(Dataset entries)
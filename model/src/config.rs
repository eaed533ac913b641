use serde::{Deserialize, Serialize};
use std::time::Duration;
use thiserror::Error;

use crate::temperature::{MAX_CELSIUS, MIN_CELSIUS};

/// Environment variable naming a JSON file that overrides the embedded defaults.
pub const CONFIG_ENV: &str = "TEMPMON_CONFIG";

#[derive(Debug, Error)]
pub enum ConfigError {
    #[error("IO error: {0}")]
    Io(#[from] std::io::Error),
    #[error("JSON parse error: {0}")]
    Json(#[from] serde_json::Error),
    #[error("invalid configuration: {0}")]
    Invalid(String),
}

/// Settings of the simulated sensor loop.
#[derive(Serialize, Deserialize, Clone, Debug, PartialEq)]
#[serde(default)]
pub struct SimulationConfig {
    pub tick_interval_ms: u64,
    pub history_capacity: usize,
    pub log_capacity: usize,
    pub initial_temperature: f32,
    /// Largest random perturbation per tick, in °C.
    pub max_step: f32,
    pub start_running: bool,
    /// Fixed seed for reproducible runs. Derived from the clock when absent.
    pub seed: Option<u64>,
}

impl Default for SimulationConfig {
    fn default() -> Self {
        Self {
            tick_interval_ms: 1000,
            history_capacity: 20,
            log_capacity: 11,
            initial_temperature: 25.0,
            max_step: 1.0,
            start_running: true,
            seed: None,
        }
    }
}

impl SimulationConfig {
    /// The defaults shipped with the crate.
    pub fn embedded() -> Result<Self, ConfigError> {
        let json_data = std::include_str!("./default_config.json");

        Self::from_json(json_data)
    }

    pub fn from_json(json_data: &str) -> Result<Self, ConfigError> {
        let config = serde_json::from_str::<Self>(json_data)?;
        config.validate()?;

        Ok(config)
    }

    pub fn from_file(path: impl AsRef<std::path::Path>) -> Result<Self, ConfigError> {
        let json_data = std::fs::read_to_string(path)?;

        Self::from_json(&json_data)
    }

    /// Loads the file named by `TEMPMON_CONFIG`, or the embedded defaults when it is unset.
    pub fn load() -> Result<Self, ConfigError> {
        Self::load_from(std::env::var(CONFIG_ENV))
    }

    fn load_from(path: Result<String, std::env::VarError>) -> Result<Self, ConfigError> {
        match path {
            Ok(path) => {
                log::info!("Loading simulation config from {path}");
                Self::from_file(path)
            }
            Err(std::env::VarError::NotPresent) => Self::embedded(),
            Err(std::env::VarError::NotUnicode(raw)) => {
                log::warn!("Ignoring {CONFIG_ENV}={raw:?}: not valid unicode, using defaults");
                Self::embedded()
            }
        }
    }

    pub fn validate(&self) -> Result<(), ConfigError> {
        if self.tick_interval_ms == 0 {
            return Err(ConfigError::Invalid("tick_interval_ms must be positive".into()));
        }
        if self.history_capacity == 0 {
            return Err(ConfigError::Invalid("history_capacity must be positive".into()));
        }
        if self.log_capacity == 0 {
            return Err(ConfigError::Invalid("log_capacity must be positive".into()));
        }
        if !self.max_step.is_finite() || self.max_step < 0.0 {
            return Err(ConfigError::Invalid(format!(
                "max_step must be a non-negative number, got {}",
                self.max_step
            )));
        }
        if !(MIN_CELSIUS..=MAX_CELSIUS).contains(&self.initial_temperature) {
            return Err(ConfigError::Invalid(format!(
                "initial_temperature {} is outside [{MIN_CELSIUS}, {MAX_CELSIUS}]",
                self.initial_temperature
            )));
        }

        Ok(())
    }

    pub fn tick_interval(&self) -> Duration {
        Duration::from_millis(self.tick_interval_ms)
    }
}

#[cfg(test)]
mod tests {
    use super::*;

    #[test]
    fn embedded_matches_defaults() {
        let config = SimulationConfig::embedded().unwrap();

        assert_eq!(config, SimulationConfig::default());
        assert_eq!(config.tick_interval(), Duration::from_secs(1));
    }

    #[test]
    fn missing_fields_take_defaults() {
        let config = SimulationConfig::from_json(r#"{ "seed": 7, "log_capacity": 5 }"#).unwrap();

        assert_eq!(config.seed, Some(7));
        assert_eq!(config.log_capacity, 5);
        assert_eq!(config.history_capacity, 20);
    }

    #[test]
    fn rejects_invalid_values() {
        let zero_interval = SimulationConfig::from_json(r#"{ "tick_interval_ms": 0 }"#);
        assert!(matches!(zero_interval, Err(ConfigError::Invalid(_))));

        let too_hot = SimulationConfig::from_json(r#"{ "initial_temperature": 75.0 }"#);
        assert!(matches!(too_hot, Err(ConfigError::Invalid(_))));

        let broken = SimulationConfig::from_json("{ not json");
        assert!(matches!(broken, Err(ConfigError::Json(_))));
    }

    #[test]
    fn load_follows_environment() {
        let path = std::env::temp_dir().join(format!("tempmon-{}.json", std::process::id()));
        std::fs::write(&path, r#"{ "tick_interval_ms": 250, "start_running": false }"#).unwrap();

        // Restore whatever the surrounding shell exported.
        let previous = std::env::var_os(CONFIG_ENV);
        std::env::set_var(CONFIG_ENV, &path);
        let loaded = SimulationConfig::load();
        match previous {
            Some(value) => std::env::set_var(CONFIG_ENV, value),
            None => std::env::remove_var(CONFIG_ENV),
        }
        std::fs::remove_file(&path).unwrap();

        let config = loaded.unwrap();
        assert_eq!(config.tick_interval(), Duration::from_millis(250));
        assert!(!config.start_running);
    }

    #[test]
    fn unset_or_garbled_variable_uses_defaults() {
        let unset = SimulationConfig::load_from(Err(std::env::VarError::NotPresent));
        assert_eq!(unset.unwrap(), SimulationConfig::default());

        let garbled = SimulationConfig::load_from(Err(std::env::VarError::NotUnicode(
            std::ffi::OsString::from("tempmon-\u{fffd}.json"),
        )));
        assert_eq!(garbled.unwrap(), SimulationConfig::default());
    }

    #[test]
    fn missing_file_is_io_error() {
        let result = SimulationConfig::from_file("/nonexistent/tempmon.json");
        assert!(matches!(result, Err(ConfigError::Io(_))));
    }
}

# What you will do
Select every line in the records above that contains the word "VarError".

# Task result
    fn load_from(path: Result<String, std::env::VarError>) -> Result<Self, ConfigError> {
            Err(std::env::VarError::NotPresent) => Self::embedded(),
            Err(std::env::VarError::NotUnicode(raw)) => {
        let unset = SimulationConfig::load_from(Err(std::env::VarError::NotPresent));
        let garbled = SimulationConfig::load_from(Err(std::env::VarError::NotUnicode(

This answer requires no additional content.